New Theory Emerges on Amelia Earhart's Disappearance

One of the great American mysteries of the last 100 years has been the unexplained disappearance of Amelia Earhart.

Earhart was a pioneer in aviation, becoming the first female pilot to fly across the Atlantic Ocean back in 1928. But in her attempt to fly around the world in 1937, her plane went missing somewhere over the Pacific Ocean.

Now there might be evidence pointing to her fate. A Chamorro man named William Sablan told The Pacific Daily News that his uncle Tun Akin Tuho worked at a prison on the island of Saipan in the 1930s. Sablan said his uncle told him stories of how an American man and woman were brought to the prison after being found with a crashed plane on a small Pacific Island under Japanese control.

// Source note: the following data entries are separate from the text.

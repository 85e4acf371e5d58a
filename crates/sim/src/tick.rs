use tracing::debug;

use crate::archetype::{def_of, Archetype};
use crate::entity::EntityRef;
use crate::input::{InputAction, InputSnapshot};
use crate::world::World;
use crate::Vec2;

pub const SELECTION_RADIUS: f32 = 16.0;
pub const PICKUP_RADIUS: f32 = 20.0;
pub const PLAYER_MOVE_SPEED: f32 = 50.0;

/// Derived per-tick state, rebuilt from scratch at the top of every tick and
/// never persisted. The handle is only guaranteed to resolve until the next
/// destroy; `EntityPool::get` reports a same-tick destroy as `None`.
#[derive(Debug, Clone, Copy, Default, PartialEq, Eq)]
pub struct FrameView {
    pub selected: Option<EntityRef>,
}

/// Runs one simulation tick in the fixed order: rebuild the frame view from
/// the cursor, sweep item pickups, apply the activate interaction, then
/// integrate player movement. Later steps observe earlier steps' mutations.
pub fn advance(world: &mut World, input: &mut InputSnapshot, fixed_dt_seconds: f32) -> FrameView {
    let view = FrameView {
        selected: input
            .cursor_world()
            .and_then(|cursor| select_at(world, cursor)),
    };

    run_pickup_sweep(world);

    if input.take_activate_pressed() {
        if let Some(selected) = view.selected {
            apply_activate(world, selected);
        }
    }

    integrate_player_movement(world, input, fixed_dt_seconds);

    view
}

/// Nearest destroyable entity strictly within `SELECTION_RADIUS` of the query
/// point. The best candidate is replaced only on strictly smaller distance,
/// so the first qualifying entity in slot order wins ties.
pub fn select_at(world: &World, query: Vec2) -> Option<EntityRef> {
    let radius_sq = SELECTION_RADIUS * SELECTION_RADIUS;
    let mut best: Option<(f32, EntityRef)> = None;

    for (handle, entity) in world.pool().iter() {
        if !entity.destroyable {
            continue;
        }
        let dx = entity.position.x - query.x;
        let dy = entity.position.y - query.y;
        let distance_sq = dx * dx + dy * dy;
        if distance_sq >= radius_sq {
            continue;
        }
        match best {
            Some((best_distance_sq, _)) if best_distance_sq <= distance_sq => {}
            _ => best = Some((distance_sq, handle)),
        }
    }

    best.map(|(_, handle)| handle)
}

/// Transfers every item strictly within `PICKUP_RADIUS` of the player into
/// the inventory and frees its slot. Handles are collected before mutating so
/// the sweep sees each live item exactly once, in slot order.
fn run_pickup_sweep(world: &mut World) {
    let Some(player) = world.player() else {
        return;
    };
    let Some(player_position) = world.pool().get(player).map(|entity| entity.position) else {
        return;
    };

    let radius_sq = PICKUP_RADIUS * PICKUP_RADIUS;
    let mut picked: Vec<(EntityRef, Archetype)> = Vec::new();
    for (handle, entity) in world.pool().iter() {
        if !entity.is_item {
            continue;
        }
        let dx = entity.position.x - player_position.x;
        let dy = entity.position.y - player_position.y;
        if dx * dx + dy * dy >= radius_sq {
            continue;
        }
        picked.push((handle, entity.archetype));
    }

    for (handle, archetype) in picked {
        world.inventory_mut().add(archetype);
        world.destroy(handle);
        debug!(
            archetype = ?archetype,
            count = world.inventory().count(archetype),
            "item_picked_up"
        );
    }
}

/// Health transition for the selected entity: damaged while health stays
/// positive, otherwise loot spawn (per the archetype table) followed by
/// destruction. There is no resurrection path.
fn apply_activate(world: &mut World, selected: EntityRef) {
    let Some(entity) = world.pool_mut().get_mut(selected) else {
        return;
    };
    entity.health -= 1;
    if entity.health > 0 {
        debug!(archetype = ?entity.archetype, health = entity.health, "entity_damaged");
        return;
    }

    let archetype = entity.archetype;
    let position = entity.position;
    if let Some(loot) = def_of(archetype).loot {
        world.spawn(loot, position);
        debug!(source = ?archetype, loot = ?loot, "loot_spawned");
    }
    world.destroy(selected);
}

fn integrate_player_movement(world: &mut World, input: &InputSnapshot, fixed_dt_seconds: f32) {
    let Some(player) = world.player() else {
        return;
    };
    let delta = movement_delta(input, fixed_dt_seconds, PLAYER_MOVE_SPEED);
    if delta.x == 0.0 && delta.y == 0.0 {
        return;
    }
    if let Some(entity) = world.pool_mut().get_mut(player) {
        entity.position.x += delta.x;
        entity.position.y += delta.y;
    }
}

fn movement_delta(input: &InputSnapshot, fixed_dt_seconds: f32, speed: f32) -> Vec2 {
    let mut x = 0.0f32;
    let mut y = 0.0f32;

    if input.is_down(InputAction::MoveRight) {
        x += 1.0;
    }
    if input.is_down(InputAction::MoveLeft) {
        x -= 1.0;
    }
    if input.is_down(InputAction::MoveUp) {
        y += 1.0;
    }
    if input.is_down(InputAction::MoveDown) {
        y -= 1.0;
    }

    let len_sq = x * x + y * y;
    if len_sq > 0.0 {
        let inv_len = len_sq.sqrt().recip();
        x *= inv_len;
        y *= inv_len;
    }

    Vec2 {
        x: x * speed * fixed_dt_seconds,
        y: y * speed * fixed_dt_seconds,
    }
}
use crate::archetype::{def_of, Archetype};
use crate::entity::EntityRef;
use crate::tick::FrameView;
use crate::world::World;
use crate::Vec2;

/// One renderable row per live entity, in slot order.
#[derive(Debug, Clone, Copy, PartialEq)]
pub struct RenderEntity {
    pub archetype: Archetype,
    pub position: Vec2,
    pub sprite_key: &'static str,
    pub selected: bool,
}

pub fn render_entities(world: &World, view: &FrameView) -> Vec<RenderEntity> {
    world
        .pool()
        .iter()
        .map(|(handle, entity)| RenderEntity {
            archetype: entity.archetype,
            position: entity.position,
            sprite_key: def_of(entity.archetype).sprite_key,
            selected: view.selected == Some(handle),
        })
        .collect()
}

/// Inventory listing row for the UI layer: non-zero counts joined with the
/// archetype's display name and icon reference.
#[derive(Debug, Clone, Copy, PartialEq, Eq)]
pub struct InventoryEntry {
    pub archetype: Archetype,
    pub label: &'static str,
    pub icon_key: &'static str,
    pub count: u32,
}

pub fn inventory_entries(world: &World) -> Vec<InventoryEntry> {
    world
        .inventory()
        .nonzero_entries()
        .map(|(archetype, count)| {
            let def = def_of(archetype);
            InventoryEntry {
                archetype,
                label: def.label,
                icon_key: def.sprite_key,
                count,
            }
        })
        .collect()
}

#[derive(Debug, Clone, PartialEq)]
pub struct HudSnapshot {
    pub entity_count: usize,
    pub item_count: usize,
    pub selected_entity: Option<EntityRef>,
    pub selected_position: Option<Vec2>,
    pub selected_health: Option<i32>,
    pub inventory: Vec<InventoryEntry>,
}

pub fn hud_snapshot(world: &World, view: &FrameView) -> HudSnapshot {
    let selected = view
        .selected
        .and_then(|handle| world.pool().get(handle))
        .map(|entity| (entity.position, entity.health));

    HudSnapshot {
        entity_count: world.pool().live_count(),
        item_count: world
            .pool()
            .iter()
            .filter(|(_, entity)| entity.is_item)
            .count(),
        selected_entity: view.selected,
        selected_position: selected.map(|(position, _)| position),
        selected_health: selected.map(|(_, health)| health),
        inventory: inventory_entries(world),
    }
}
use crate::Vec2;

#[derive(Debug, Clone, Copy, PartialEq, Eq, Hash)]
pub enum InputAction {
    MoveUp,
    MoveDown,
    MoveLeft,
    MoveRight,
}

const ACTION_COUNT: usize = 4;

#[derive(Debug, Clone, Copy, Default)]
pub(crate) struct ActionStates {
    down: [bool; ACTION_COUNT],
}

impl ActionStates {
    pub(crate) fn set(&mut self, action: InputAction, is_down: bool) {
        self.down[action.index()] = is_down;
    }

    pub(crate) fn is_down(&self, action: InputAction) -> bool {
        self.down[action.index()]
    }
}

impl InputAction {
    const fn index(self) -> usize {
        match self {
            InputAction::MoveUp => 0,
            InputAction::MoveDown => 1,
            InputAction::MoveLeft => 2,
            InputAction::MoveRight => 3,
        }
    }
}

/// Per-tick view of the input layer: held movement flags, the cursor
/// projected into world space, and the one-shot activate edge.
#[derive(Debug, Clone, Copy, Default)]
pub struct InputSnapshot {
    actions: ActionStates,
    cursor_world: Option<Vec2>,
    activate_pressed: bool,
}

impl InputSnapshot {
    pub fn empty() -> Self {
        Self::default()
    }

    pub fn with_action_down(mut self, action: InputAction, is_down: bool) -> Self {
        self.actions.set(action, is_down);
        self
    }

    pub fn with_cursor_world(mut self, cursor_world: Option<Vec2>) -> Self {
        self.cursor_world = cursor_world;
        self
    }

    pub fn with_activate_pressed(mut self, activate_pressed: bool) -> Self {
        self.activate_pressed = activate_pressed;
        self
    }

    pub fn is_down(&self, action: InputAction) -> bool {
        self.actions.is_down(action)
    }

    pub fn cursor_world(&self) -> Option<Vec2> {
        self.cursor_world
    }

    pub fn activate_pressed(&self) -> bool {
        self.activate_pressed
    }

    /// Consumes the activate edge so no later handler in the same tick can
    /// interpret the same press again.
    pub fn take_activate_pressed(&mut self) -> bool {
        std::mem::take(&mut self.activate_pressed)
    }
}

Sablan said his uncle told him the two Americans caused a commotion with there presence.

'They had no reason to be there,' Sablan said.

According to Sablan's uncle, the two were prisoners for "two or three days" before being killed.

The Pacific News found a separate record that matches Sablan's story. In 1960 CBS' Fred Goerner spoke with a dozen witnesses from Saipan, all who claimed they saw two white people being taken into the prison.

"They said the flyers were tall and one of them was a woman, but her hair was cut short and she was wearing men’s clothing, files state," the Daily News' Jerick Sablan wrote.

Could this be the proof that finally closes the book on Earhart disappearance? Only time will tell.